• [Work request]
The required result is every line of the records that includes "operations".

(Saved data entries)
☆ ☆ ☆ ☆ ☆ ☆ ☆

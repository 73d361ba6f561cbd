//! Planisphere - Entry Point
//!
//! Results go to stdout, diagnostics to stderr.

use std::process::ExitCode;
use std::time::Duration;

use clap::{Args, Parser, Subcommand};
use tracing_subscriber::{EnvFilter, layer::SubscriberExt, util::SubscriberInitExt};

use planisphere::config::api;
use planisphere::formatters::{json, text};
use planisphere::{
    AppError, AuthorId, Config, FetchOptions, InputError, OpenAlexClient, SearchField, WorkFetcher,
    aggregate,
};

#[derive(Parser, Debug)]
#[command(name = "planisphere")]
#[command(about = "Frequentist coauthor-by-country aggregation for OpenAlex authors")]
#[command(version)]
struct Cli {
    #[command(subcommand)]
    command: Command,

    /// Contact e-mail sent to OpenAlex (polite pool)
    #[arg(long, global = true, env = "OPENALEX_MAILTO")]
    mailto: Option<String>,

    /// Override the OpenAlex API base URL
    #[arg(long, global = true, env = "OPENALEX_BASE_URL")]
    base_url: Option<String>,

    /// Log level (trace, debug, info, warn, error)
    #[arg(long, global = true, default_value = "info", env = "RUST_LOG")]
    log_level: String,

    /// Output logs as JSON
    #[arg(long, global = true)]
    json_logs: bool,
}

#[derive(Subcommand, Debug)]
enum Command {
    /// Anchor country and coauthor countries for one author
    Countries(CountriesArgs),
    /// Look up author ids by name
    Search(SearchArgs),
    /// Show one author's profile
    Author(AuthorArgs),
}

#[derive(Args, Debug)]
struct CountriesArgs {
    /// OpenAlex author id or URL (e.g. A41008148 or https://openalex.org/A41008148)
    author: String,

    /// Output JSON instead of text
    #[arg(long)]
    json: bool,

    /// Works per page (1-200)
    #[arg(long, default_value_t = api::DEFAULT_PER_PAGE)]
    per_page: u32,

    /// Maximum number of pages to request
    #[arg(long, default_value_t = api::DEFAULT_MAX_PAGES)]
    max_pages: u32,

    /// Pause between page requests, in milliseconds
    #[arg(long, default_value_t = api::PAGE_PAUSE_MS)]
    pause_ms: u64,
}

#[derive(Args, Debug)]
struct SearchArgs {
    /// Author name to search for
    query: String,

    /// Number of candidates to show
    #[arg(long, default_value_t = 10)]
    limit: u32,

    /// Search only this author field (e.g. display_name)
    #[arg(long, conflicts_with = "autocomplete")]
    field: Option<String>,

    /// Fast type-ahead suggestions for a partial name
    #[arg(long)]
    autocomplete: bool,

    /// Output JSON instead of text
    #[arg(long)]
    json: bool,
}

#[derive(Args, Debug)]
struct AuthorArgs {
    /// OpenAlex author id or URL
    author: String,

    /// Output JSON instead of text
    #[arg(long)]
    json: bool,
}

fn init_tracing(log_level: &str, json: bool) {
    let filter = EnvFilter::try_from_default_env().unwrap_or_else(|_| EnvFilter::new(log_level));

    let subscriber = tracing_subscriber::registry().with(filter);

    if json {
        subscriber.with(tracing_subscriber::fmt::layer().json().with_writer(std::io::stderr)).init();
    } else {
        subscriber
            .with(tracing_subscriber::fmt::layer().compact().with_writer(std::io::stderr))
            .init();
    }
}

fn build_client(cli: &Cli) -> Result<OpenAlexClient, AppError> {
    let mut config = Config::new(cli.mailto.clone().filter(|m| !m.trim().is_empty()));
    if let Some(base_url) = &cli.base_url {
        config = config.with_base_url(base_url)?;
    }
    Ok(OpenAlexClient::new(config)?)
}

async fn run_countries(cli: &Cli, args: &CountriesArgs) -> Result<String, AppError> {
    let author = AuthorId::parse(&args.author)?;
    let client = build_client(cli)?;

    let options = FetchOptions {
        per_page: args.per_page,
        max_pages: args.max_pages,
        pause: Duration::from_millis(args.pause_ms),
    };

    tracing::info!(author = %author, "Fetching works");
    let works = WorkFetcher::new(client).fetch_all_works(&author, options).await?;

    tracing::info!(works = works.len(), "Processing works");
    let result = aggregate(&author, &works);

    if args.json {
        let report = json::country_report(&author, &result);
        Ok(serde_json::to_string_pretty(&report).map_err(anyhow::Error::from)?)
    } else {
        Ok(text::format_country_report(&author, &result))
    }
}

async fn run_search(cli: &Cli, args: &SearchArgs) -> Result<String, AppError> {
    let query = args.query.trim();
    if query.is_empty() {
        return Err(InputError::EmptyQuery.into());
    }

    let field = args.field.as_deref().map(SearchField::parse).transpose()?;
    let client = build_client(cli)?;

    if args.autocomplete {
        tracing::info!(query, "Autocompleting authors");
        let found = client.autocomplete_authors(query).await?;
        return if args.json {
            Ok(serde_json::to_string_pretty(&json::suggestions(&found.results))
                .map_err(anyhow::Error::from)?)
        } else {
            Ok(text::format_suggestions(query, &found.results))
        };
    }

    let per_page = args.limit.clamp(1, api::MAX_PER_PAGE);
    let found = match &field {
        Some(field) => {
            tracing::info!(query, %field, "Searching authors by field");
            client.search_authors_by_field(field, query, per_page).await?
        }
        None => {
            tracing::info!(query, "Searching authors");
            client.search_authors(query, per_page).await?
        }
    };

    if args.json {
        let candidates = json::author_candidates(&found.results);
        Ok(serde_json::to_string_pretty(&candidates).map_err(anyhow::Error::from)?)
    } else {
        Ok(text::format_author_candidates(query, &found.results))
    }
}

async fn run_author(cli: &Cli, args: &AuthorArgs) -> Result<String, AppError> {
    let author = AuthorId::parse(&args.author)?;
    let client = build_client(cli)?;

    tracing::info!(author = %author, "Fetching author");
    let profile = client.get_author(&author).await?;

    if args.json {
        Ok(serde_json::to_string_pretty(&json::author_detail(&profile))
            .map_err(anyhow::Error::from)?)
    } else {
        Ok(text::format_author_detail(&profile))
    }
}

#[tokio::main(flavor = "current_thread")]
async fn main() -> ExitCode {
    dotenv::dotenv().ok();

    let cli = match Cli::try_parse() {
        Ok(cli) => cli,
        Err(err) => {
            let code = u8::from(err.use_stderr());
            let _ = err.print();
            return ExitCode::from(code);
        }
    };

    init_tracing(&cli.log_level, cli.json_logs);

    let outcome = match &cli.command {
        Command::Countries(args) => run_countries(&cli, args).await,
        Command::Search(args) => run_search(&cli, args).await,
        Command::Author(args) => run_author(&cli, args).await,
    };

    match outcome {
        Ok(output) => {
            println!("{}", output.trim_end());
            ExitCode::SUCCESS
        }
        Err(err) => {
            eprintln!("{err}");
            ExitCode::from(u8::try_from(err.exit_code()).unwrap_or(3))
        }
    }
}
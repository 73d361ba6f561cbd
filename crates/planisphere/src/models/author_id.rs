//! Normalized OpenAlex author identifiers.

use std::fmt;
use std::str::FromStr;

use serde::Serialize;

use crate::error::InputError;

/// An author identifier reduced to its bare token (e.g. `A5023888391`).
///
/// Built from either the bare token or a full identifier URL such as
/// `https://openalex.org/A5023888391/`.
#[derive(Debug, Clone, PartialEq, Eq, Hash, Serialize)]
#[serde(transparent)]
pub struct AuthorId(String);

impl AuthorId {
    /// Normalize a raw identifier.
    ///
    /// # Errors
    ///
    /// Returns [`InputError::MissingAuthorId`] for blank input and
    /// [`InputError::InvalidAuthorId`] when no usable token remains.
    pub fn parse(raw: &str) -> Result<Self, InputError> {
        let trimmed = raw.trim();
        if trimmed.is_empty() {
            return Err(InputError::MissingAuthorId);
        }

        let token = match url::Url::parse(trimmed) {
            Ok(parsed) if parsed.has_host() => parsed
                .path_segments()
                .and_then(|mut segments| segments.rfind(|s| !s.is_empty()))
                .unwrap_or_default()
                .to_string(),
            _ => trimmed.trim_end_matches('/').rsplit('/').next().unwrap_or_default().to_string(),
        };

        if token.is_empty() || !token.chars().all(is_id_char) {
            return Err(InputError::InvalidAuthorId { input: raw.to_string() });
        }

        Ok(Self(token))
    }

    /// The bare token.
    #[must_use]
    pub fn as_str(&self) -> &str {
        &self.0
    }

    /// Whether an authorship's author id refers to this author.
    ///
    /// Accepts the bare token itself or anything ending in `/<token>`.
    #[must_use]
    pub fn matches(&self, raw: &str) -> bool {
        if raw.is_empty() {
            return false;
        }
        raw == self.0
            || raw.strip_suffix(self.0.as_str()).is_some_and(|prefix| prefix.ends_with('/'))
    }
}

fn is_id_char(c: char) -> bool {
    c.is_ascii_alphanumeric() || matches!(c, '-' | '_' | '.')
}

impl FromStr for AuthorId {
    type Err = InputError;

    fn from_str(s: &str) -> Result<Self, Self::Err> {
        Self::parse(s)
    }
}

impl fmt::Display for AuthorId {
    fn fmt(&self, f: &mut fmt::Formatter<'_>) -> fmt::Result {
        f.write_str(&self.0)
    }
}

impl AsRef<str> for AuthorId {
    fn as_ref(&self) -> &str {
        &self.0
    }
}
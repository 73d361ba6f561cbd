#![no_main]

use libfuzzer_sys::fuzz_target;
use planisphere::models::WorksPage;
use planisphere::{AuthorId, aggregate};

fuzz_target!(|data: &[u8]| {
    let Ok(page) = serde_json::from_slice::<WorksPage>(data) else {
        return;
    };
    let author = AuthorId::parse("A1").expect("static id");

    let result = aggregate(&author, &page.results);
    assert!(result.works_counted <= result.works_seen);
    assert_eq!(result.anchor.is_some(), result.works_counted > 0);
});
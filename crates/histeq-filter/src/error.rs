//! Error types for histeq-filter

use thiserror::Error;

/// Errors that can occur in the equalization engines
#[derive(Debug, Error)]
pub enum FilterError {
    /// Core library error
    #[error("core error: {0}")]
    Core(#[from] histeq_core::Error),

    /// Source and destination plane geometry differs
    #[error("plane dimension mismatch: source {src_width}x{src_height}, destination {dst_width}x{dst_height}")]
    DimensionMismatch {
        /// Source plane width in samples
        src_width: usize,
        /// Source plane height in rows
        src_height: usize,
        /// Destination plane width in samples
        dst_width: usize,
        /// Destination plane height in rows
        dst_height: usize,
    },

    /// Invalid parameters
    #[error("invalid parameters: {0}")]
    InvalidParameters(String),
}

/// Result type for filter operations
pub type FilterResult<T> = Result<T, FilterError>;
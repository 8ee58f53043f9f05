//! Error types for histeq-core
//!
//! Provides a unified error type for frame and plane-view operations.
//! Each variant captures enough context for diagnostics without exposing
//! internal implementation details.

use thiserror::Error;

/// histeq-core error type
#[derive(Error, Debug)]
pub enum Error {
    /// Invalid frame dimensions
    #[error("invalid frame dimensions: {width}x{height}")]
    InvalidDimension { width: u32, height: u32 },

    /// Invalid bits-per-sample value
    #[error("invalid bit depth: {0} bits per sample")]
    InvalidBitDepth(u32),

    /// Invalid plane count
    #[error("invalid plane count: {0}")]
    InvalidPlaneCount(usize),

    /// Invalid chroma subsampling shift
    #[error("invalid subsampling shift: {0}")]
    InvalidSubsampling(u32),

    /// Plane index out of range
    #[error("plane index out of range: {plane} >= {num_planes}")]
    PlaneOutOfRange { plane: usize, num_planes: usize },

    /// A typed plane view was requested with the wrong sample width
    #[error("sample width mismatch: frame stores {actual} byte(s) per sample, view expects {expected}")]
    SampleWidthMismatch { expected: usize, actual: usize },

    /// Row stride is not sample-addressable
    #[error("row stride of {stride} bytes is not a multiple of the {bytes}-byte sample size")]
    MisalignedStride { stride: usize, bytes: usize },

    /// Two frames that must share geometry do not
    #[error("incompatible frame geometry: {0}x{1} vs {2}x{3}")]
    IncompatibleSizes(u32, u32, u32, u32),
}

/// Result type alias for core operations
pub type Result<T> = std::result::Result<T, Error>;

☆ ☆ ☆ ☆ ☆ ☆ ☆

• [Answer section]
/// Result type for filter operations
//! Provides a unified error type for frame and plane-view operations.
/// Result type alias for core operations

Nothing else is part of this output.